### Introduction

The key to getting the most performance from a matrix language is to vectorize your code as much as possible. Vectorized code performs operations on large sections of matrices and vectors in a single operation, rather than looping over the elements one-by-one.

For example, we could scale a vector by looping over each element:

```
// Create a random normal vector
// with 10 elements
x = rndn(10,1);
// NOT Vectorized
// Loop through each element
// in 'x' and multiply by 3
for i(1, rows(x), 1);
x[i] = x[i] * 3;
endfor;
```

or we could perform all of the multiplications in a single call:

```
// Vectorized
// Scale each element of 'x'
// with a single operation
x = x * 3;
```

Not only is the second version much shorter, but it is also approximately 10 times faster.

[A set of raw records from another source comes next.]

//! Persisted companion settings.
//!
//! Every field carries a serde default so a partial YAML file loads; call
//! [`CompanionSettings::validate`] after loading to normalize out-of-range
//! values.

use crate::{Emotion, Error};
use anyhow::Context;
use serde::{Deserialize, Serialize};
use std::fmt;
use std::fs;
use std::path::Path;
use std::str::FromStr;
use std::time::Duration;

pub const IDLE_INTERVAL_MIN: u32 = 10;
pub const IDLE_INTERVAL_MAX: u32 = 300;

/// Clamp an idle interval (seconds) into `[10, 300]`.
pub fn clamp_idle_interval(secs: u32) -> u32 {
    secs.clamp(IDLE_INTERVAL_MIN, IDLE_INTERVAL_MAX)
}

#[derive(Debug, Clone, Default, PartialEq, Serialize, Deserialize)]
#[serde(default)]
pub struct CompanionSettings {
    pub presence: PresenceSettings,
    pub idle: IdleModeSettings,
    pub voice: VoiceSettings,
    pub chat: Option<ChatEndpointSettings>,
}

impl CompanionSettings {
    /// Normalize out-of-range values in place, returning a warning per fix.
    pub fn validate(&mut self) -> Vec<String> {
        let mut warnings = Vec::new();

        let clamped = clamp_idle_interval(self.idle.interval_secs);
        if clamped != self.idle.interval_secs {
            warnings.push(format!(
                "idle.interval_secs {} clamped to {}",
                self.idle.interval_secs, clamped
            ));
            self.idle.interval_secs = clamped;
        }

        if self.idle.ai_generation_enabled && self.idle.ai_prompt_template.trim().is_empty() {
            warnings.push("idle.ai_generation_enabled set without a prompt template".to_string());
        }

        if !(0.0..=1.0).contains(&self.presence.confidence_threshold) {
            let fixed = self.presence.confidence_threshold.clamp(0.0, 1.0);
            warnings.push(format!(
                "presence.confidence_threshold {} clamped to {}",
                self.presence.confidence_threshold, fixed
            ));
            self.presence.confidence_threshold = fixed;
        }

        for (name, value) in [
            ("presence.greeting_delay_secs", &mut self.presence.greeting_delay_secs),
            ("presence.departure_timeout_secs", &mut self.presence.departure_timeout_secs),
            ("presence.cooldown_secs", &mut self.presence.cooldown_secs),
            ("voice.no_speech_timeout_secs", &mut self.voice.no_speech_timeout_secs),
            ("voice.initial_speech_timeout_secs", &mut self.voice.initial_speech_timeout_secs),
        ] {
            if !value.is_finite() || *value < 0.0 {
                warnings.push(format!("{name} {value} reset to 0"));
                *value = 0.0;
            }
        }

        for w in &warnings {
            tracing::warn!("settings: {}", w);
        }
        warnings
    }
}

/// Load and normalize a YAML settings file.
pub fn load_settings_file(path: impl AsRef<Path>) -> anyhow::Result<CompanionSettings> {
    let path = path.as_ref();
    let raw =
        fs::read_to_string(path).with_context(|| format!("reading settings: {}", path.display()))?;
    let mut settings: CompanionSettings = serde_yaml::from_str(&raw)
        .with_context(|| format!("parsing settings yaml: {}", path.display()))?;
    settings.validate();
    Ok(settings)
}

#[derive(Debug, Clone, Copy, Default, PartialEq, Eq, Serialize, Deserialize)]
#[serde(rename_all = "lowercase")]
pub enum DetectionSensitivity {
    Low,
    #[default]
    Medium,
    High,
}

impl DetectionSensitivity {
    /// Face-detection poll interval for this sensitivity.
    pub fn poll_interval(&self) -> Duration {
        match self {
            DetectionSensitivity::Low => Duration::from_millis(500),
            DetectionSensitivity::Medium => Duration::from_millis(300),
            DetectionSensitivity::High => Duration::from_millis(150),
        }
    }
}

#[derive(Debug, Clone, PartialEq, Serialize, Deserialize)]
#[serde(default)]
pub struct PresenceSettings {
    pub enabled: bool,
    pub greeting_message: String,
    /// Face must stay in view this long before the greeting starts.
    pub greeting_delay_secs: f64,
    pub departure_timeout_secs: f64,
    pub cooldown_secs: f64,
    pub confidence_threshold: f32,
    pub sensitivity: DetectionSensitivity,
    pub debug: bool,
}

impl PresenceSettings {
    pub fn greeting_delay(&self) -> Duration {
        secs_to_duration(self.greeting_delay_secs)
    }

    pub fn departure_timeout(&self) -> Duration {
        secs_to_duration(self.departure_timeout_secs)
    }

    pub fn cooldown(&self) -> Duration {
        secs_to_duration(self.cooldown_secs)
    }
}

impl Default for PresenceSettings {
    fn default() -> Self {
        Self {
            enabled: false,
            greeting_message: "Welcome! Is there anything I can help you with?".to_string(),
            greeting_delay_secs: 1.0,
            departure_timeout_secs: 3.0,
            cooldown_secs: 5.0,
            confidence_threshold: 0.5,
            sensitivity: DetectionSensitivity::Medium,
            debug: false,
        }
    }
}

#[derive(Debug, Clone, Copy, Default, PartialEq, Eq, Serialize, Deserialize)]
#[serde(rename_all = "lowercase")]
pub enum IdlePlaybackMode {
    #[default]
    Sequential,
    Random,
}

/// A single user-authored idle line.
#[derive(Debug, Clone, PartialEq, Eq, Serialize, Deserialize)]
pub struct IdlePhrase {
    pub id: String,
    pub text: String,
    #[serde(default)]
    pub emotion: Emotion,
    #[serde(default)]
    pub order: i32,
}

impl IdlePhrase {
    pub fn new(text: impl Into<String>, emotion: Emotion, order: i32) -> Self {
        Self {
            id: uuid::Uuid::new_v4().to_string(),
            text: text.into(),
            emotion,
            order,
        }
    }
}

/// Fixed lines for the morning, afternoon and evening windows, spoken with
/// the idle default emotion.
#[derive(Debug, Clone, PartialEq, Serialize, Deserialize)]
#[serde(default)]
pub struct TimePeriodGreetings {
    pub enabled: bool,
    pub morning: String,
    pub afternoon: String,
    pub evening: String,
}

impl Default for TimePeriodGreetings {
    fn default() -> Self {
        Self {
            enabled: false,
            morning: "Good morning!".to_string(),
            afternoon: "Hello!".to_string(),
            evening: "Good evening!".to_string(),
        }
    }
}

#[derive(Debug, Clone, PartialEq, Serialize, Deserialize)]
#[serde(default)]
pub struct IdleModeSettings {
    pub enabled: bool,
    pub phrases: Vec<IdlePhrase>,
    pub playback_mode: IdlePlaybackMode,
    pub interval_secs: u32,
    /// Expression for time-of-day greetings.
    pub default_emotion: Emotion,
    pub time_period: TimePeriodGreetings,
    pub ai_generation_enabled: bool,
    pub ai_prompt_template: String,
}

impl IdleModeSettings {
    pub fn interval(&self) -> Duration {
        Duration::from_secs(u64::from(clamp_idle_interval(self.interval_secs)))
    }
}

impl Default for IdleModeSettings {
    fn default() -> Self {
        Self {
            enabled: false,
            phrases: Vec::new(),
            playback_mode: IdlePlaybackMode::Sequential,
            interval_secs: 30,
            default_emotion: Emotion::Neutral,
            time_period: TimePeriodGreetings::default(),
            ai_generation_enabled: false,
            ai_prompt_template: String::new(),
        }
    }
}

/// Listening back-end selector.
#[derive(Debug, Clone, Copy, Default, PartialEq, Eq, Hash, Serialize, Deserialize)]
#[serde(rename_all = "lowercase")]
pub enum RecognitionMode {
    #[default]
    Browser,
    Whisper,
    Realtime,
}

impl RecognitionMode {
    pub fn as_str(&self) -> &'static str {
        match self {
            RecognitionMode::Browser => "browser",
            RecognitionMode::Whisper => "whisper",
            RecognitionMode::Realtime => "realtime",
        }
    }
}

impl fmt::Display for RecognitionMode {
    fn fmt(&self, f: &mut fmt::Formatter<'_>) -> fmt::Result {
        f.write_str(self.as_str())
    }
}

impl FromStr for RecognitionMode {
    type Err = Error;

    fn from_str(s: &str) -> Result<Self, Self::Err> {
        match s.trim().to_ascii_lowercase().as_str() {
            "browser" => Ok(RecognitionMode::Browser),
            "whisper" => Ok(RecognitionMode::Whisper),
            "realtime" => Ok(RecognitionMode::Realtime),
            other => Err(Error::UnknownMode(other.to_string())),
        }
    }
}

#[derive(Debug, Clone, PartialEq, Serialize, Deserialize)]
#[serde(default)]
pub struct VoiceSettings {
    pub recognition_mode: RecognitionMode,
    /// Seconds of silence after speech before the transcript is auto-sent; 0 disables.
    pub no_speech_timeout_secs: f64,
    /// Seconds without any speech before listening stops; 0 disables.
    pub initial_speech_timeout_secs: f64,
    pub continuous_mic_listening: bool,
    pub language: Option<String>,
}

impl VoiceSettings {
    pub fn no_speech_timeout(&self) -> Duration {
        secs_to_duration(self.no_speech_timeout_secs)
    }

    pub fn initial_speech_timeout(&self) -> Duration {
        secs_to_duration(self.initial_speech_timeout_secs)
    }
}

impl Default for VoiceSettings {
    fn default() -> Self {
        Self {
            recognition_mode: RecognitionMode::Browser,
            no_speech_timeout_secs: 5.0,
            initial_speech_timeout_secs: 5.0,
            continuous_mic_listening: false,
            language: None,
        }
    }
}

/// OpenAI-compatible chat completion endpoint used for idle line generation.
#[derive(Debug, Clone, PartialEq, Serialize, Deserialize)]
pub struct ChatEndpointSettings {
    pub url: String,
    pub model: String,
    #[serde(default)]
    pub api_key_env: Option<String>,
}

fn secs_to_duration(secs: f64) -> Duration {
    if secs.is_finite() && secs > 0.0 {
        Duration::from_secs_f64(secs)
    } else {
        Duration::ZERO
    }
}

#[cfg(test)]
mod tests {
    use super::*;
    use std::io::Write;

    #[test]
    fn test_clamp_idle_interval() {
        assert_eq!(clamp_idle_interval(5), 10);
        assert_eq!(clamp_idle_interval(301), 300);
        assert_eq!(clamp_idle_interval(42), 42);
        assert_eq!(clamp_idle_interval(10), 10);
        assert_eq!(clamp_idle_interval(300), 300);
    }

    #[test]
    fn test_defaults_match_documented_values() {
        let s = CompanionSettings::default();
        assert!(!s.idle.enabled);
        assert_eq!(s.idle.interval_secs, 30);
        assert_eq!(s.idle.playback_mode, IdlePlaybackMode::Sequential);
        assert_eq!(s.presence.departure_timeout_secs, 3.0);
        assert_eq!(s.presence.cooldown_secs, 5.0);
        assert_eq!(s.presence.sensitivity, DetectionSensitivity::Medium);
        assert_eq!(s.voice.recognition_mode, RecognitionMode::Browser);
        assert_eq!(s.voice.no_speech_timeout(), Duration::from_secs(5));
    }

    #[test]
    fn test_sensitivity_intervals() {
        assert_eq!(DetectionSensitivity::Low.poll_interval(), Duration::from_millis(500));
        assert_eq!(DetectionSensitivity::Medium.poll_interval(), Duration::from_millis(300));
        assert_eq!(DetectionSensitivity::High.poll_interval(), Duration::from_millis(150));
    }

    #[test]
    fn test_validate_normalizes_values() {
        let mut s = CompanionSettings::default();
        s.idle.interval_secs = 1000;
        s.presence.confidence_threshold = 1.7;
        s.voice.no_speech_timeout_secs = -2.0;
        let warnings = s.validate();
        assert_eq!(warnings.len(), 3);
        assert_eq!(s.idle.interval_secs, 300);
        assert_eq!(s.presence.confidence_threshold, 1.0);
        assert_eq!(s.voice.no_speech_timeout_secs, 0.0);
    }

    #[test]
    fn test_recognition_mode_from_str() {
        assert_eq!("Whisper".parse::<RecognitionMode>().unwrap(), RecognitionMode::Whisper);
        assert!("carrier-pigeon".parse::<RecognitionMode>().is_err());
    }

    #[test]
    fn test_load_partial_yaml() {
        let mut file = tempfile::NamedTempFile::new().unwrap();
        writeln!(
            file,
            r#"
idle:
  enabled: true
  interval_secs: 5
  playback_mode: random
  phrases:
    - id: a
      text: "Anyone there?"
      emotion: happy
      order: 0
voice:
  recognition_mode: realtime
"#
        )
        .unwrap();

        let s = load_settings_file(file.path()).unwrap();
        assert!(s.idle.enabled);
        assert_eq!(s.idle.interval_secs, 10);
        assert_eq!(s.idle.playback_mode, IdlePlaybackMode::Random);
        assert_eq!(s.idle.phrases[0].emotion, Emotion::Happy);
        assert_eq!(s.voice.recognition_mode, RecognitionMode::Realtime);
        assert_eq!(s.presence, PresenceSettings::default());
    }

    #[test]
    fn test_load_missing_file_has_context() {
        let err = load_settings_file("/nonexistent/companion.yaml").unwrap_err();
        assert!(err.to_string().contains("reading settings"));
    }

    #[test]
    fn test_idle_phrase_ids_are_unique() {
        let a = IdlePhrase::new("a", Emotion::Neutral, 0);
        let b = IdlePhrase::new("a", Emotion::Neutral, 0);
        assert_ne!(a.id, b.id);
    }
}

## Challenges to vectorizing time series code

Our initial example cut the lines of code by one third and ran 10 times more quickly. Clearly, this technique is valuable, but not all cases are as simple. Let's start by looking at the standard AR(1) model:

$$y_t = C + \rho y_{t-1} + \epsilon_t$$

Let's start by writing a non-vectorized version of this equation:

```
// Number of observations to simulate
nobs = 5;
// Constant initial value
C = 1;
// AR parameter
rho = 0.3;
// Set random seed for repeatable random numbers
rndseed 5423;
// Pre-allocate vector for the output 'y'
y = C | zeros(nobs, 1);
// Create error term
epsilon = rndn(rows(y), 1);
// Simulate the AR(1) process
for t(2, nobs + 1, 1);
y[t] = y[t-1] * rho + epsilon[t];
endfor;
```

## Loop-carried dependencies

The problem which prevents us from vectorizing this code with the plus and multiplication operators (or parallelizing it) is that each iteration of the loop depends upon the result from the previous iteration. This is the definition of a loop-carried dependence.

## Vectorizing an AR process with recserar

Fortunately, GAUSS has a built-in function for exactly this type of problem, `recserar`

. In terms of an AR(1) model, `recserar`

has the following inputs:

- epsilon
- A Tx1 matrix, the error term.
- C
- A scalar, the initial value of the time series.
- rho
- A scalar, the AR parameter.

Using `recserar`

the code would look like this:

```
// Number of observations to simulate
nobs = 5;
// Constant initial value
C = 1;
// AR parameter
rho = 0.3;
// Set random seed for repeatable random numbers
rndseed 5423;
// Create error term
epsilon = rndn(nobs+1, 1);
// Simulate the AR(1) process
y_vec = recserar(epsilon, C, rho);
```

## Results

The speed-up that you see from this change is mainly a function of the length of the number of elements in the vector. In the testing for this post, the `recserar`

version ran up to around 20 times faster as shown in the graph above.

### Conclusion

In this post we saw how the GAUSS `recserar`

function can be used to vectorize code with loop-carried dependencies like the simulation of an AR(1) model, giving speed-ups of up to 20 times. This pattern comes up often in other time series models such as GARCH. However, it is not exclusive to time series, so keep it in mind whenever you find a loop that is difficult to vectorize.